» RECORDED DATA
[Start of Attachment]

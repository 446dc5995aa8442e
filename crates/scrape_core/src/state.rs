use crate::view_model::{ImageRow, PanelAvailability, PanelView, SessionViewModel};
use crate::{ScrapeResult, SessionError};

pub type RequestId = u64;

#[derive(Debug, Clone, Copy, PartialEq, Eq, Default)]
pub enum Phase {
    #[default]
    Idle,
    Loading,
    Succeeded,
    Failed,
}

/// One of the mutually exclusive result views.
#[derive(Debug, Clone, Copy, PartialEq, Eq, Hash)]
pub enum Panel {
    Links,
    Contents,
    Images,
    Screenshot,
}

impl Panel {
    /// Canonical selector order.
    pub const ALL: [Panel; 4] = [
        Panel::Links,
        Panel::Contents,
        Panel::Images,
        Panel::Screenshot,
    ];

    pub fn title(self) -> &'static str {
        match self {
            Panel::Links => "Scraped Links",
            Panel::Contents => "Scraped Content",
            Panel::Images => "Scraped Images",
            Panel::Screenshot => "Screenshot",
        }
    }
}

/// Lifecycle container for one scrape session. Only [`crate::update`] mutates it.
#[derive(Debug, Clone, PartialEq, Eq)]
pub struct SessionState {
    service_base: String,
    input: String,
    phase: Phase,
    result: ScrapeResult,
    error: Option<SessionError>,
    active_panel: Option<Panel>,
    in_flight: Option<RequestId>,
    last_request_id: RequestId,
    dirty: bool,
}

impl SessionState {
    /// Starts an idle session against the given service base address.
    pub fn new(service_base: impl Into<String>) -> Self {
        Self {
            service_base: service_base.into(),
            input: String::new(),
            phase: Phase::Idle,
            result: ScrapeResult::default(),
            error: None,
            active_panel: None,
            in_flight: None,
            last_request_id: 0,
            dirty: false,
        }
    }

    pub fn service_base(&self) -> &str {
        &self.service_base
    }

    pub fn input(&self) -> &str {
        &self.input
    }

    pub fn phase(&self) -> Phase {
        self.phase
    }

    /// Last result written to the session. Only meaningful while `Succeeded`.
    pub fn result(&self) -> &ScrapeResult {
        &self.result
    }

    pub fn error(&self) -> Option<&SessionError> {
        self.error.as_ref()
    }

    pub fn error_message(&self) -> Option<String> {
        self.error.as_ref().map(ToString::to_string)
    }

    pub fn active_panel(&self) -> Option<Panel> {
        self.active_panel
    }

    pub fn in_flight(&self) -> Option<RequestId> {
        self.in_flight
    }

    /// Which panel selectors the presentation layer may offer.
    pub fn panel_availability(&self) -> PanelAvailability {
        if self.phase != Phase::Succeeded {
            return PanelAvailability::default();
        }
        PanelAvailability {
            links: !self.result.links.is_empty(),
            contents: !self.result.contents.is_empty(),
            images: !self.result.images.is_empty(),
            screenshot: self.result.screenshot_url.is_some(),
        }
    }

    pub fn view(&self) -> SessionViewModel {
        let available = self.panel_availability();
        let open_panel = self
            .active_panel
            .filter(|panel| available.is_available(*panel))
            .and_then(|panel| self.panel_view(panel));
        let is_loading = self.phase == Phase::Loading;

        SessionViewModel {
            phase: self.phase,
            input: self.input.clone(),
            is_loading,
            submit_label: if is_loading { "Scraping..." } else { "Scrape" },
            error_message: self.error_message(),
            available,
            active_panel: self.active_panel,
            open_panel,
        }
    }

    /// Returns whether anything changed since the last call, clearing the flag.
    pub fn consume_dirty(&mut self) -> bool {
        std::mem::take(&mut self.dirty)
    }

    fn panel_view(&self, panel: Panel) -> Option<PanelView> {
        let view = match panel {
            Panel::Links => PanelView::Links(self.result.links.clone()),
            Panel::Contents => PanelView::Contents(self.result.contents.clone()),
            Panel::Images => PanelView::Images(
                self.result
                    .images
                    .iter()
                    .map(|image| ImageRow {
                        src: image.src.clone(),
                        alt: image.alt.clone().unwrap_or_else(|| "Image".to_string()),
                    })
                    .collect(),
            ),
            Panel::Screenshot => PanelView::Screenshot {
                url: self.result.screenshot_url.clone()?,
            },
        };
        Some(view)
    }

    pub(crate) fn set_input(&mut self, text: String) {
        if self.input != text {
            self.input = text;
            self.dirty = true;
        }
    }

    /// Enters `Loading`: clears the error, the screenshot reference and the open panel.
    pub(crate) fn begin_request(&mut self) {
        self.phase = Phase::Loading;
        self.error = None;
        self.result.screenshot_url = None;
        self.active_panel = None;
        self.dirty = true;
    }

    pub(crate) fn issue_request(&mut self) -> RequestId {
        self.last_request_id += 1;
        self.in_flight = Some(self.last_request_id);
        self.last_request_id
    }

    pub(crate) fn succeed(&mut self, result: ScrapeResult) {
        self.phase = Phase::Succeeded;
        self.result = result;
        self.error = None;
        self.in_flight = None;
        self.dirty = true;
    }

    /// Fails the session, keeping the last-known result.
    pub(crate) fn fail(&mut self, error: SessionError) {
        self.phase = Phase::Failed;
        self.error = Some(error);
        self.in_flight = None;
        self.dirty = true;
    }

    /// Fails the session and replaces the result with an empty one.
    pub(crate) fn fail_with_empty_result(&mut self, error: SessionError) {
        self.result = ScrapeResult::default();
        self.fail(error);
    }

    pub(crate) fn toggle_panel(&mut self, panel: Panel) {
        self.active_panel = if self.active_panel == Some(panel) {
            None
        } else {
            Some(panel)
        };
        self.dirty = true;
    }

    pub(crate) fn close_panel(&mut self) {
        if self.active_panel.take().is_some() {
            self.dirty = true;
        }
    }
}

[End of Attachment]

Lines from the entries that contain the string "PanelAvailability" must be found and copied.

» EXERCISE RESPONSE
use crate::view_model::{ImageRow, PanelAvailability, PanelView, SessionViewModel};
    pub fn panel_availability(&self) -> PanelAvailability {
            return PanelAvailability::default();
        PanelAvailability {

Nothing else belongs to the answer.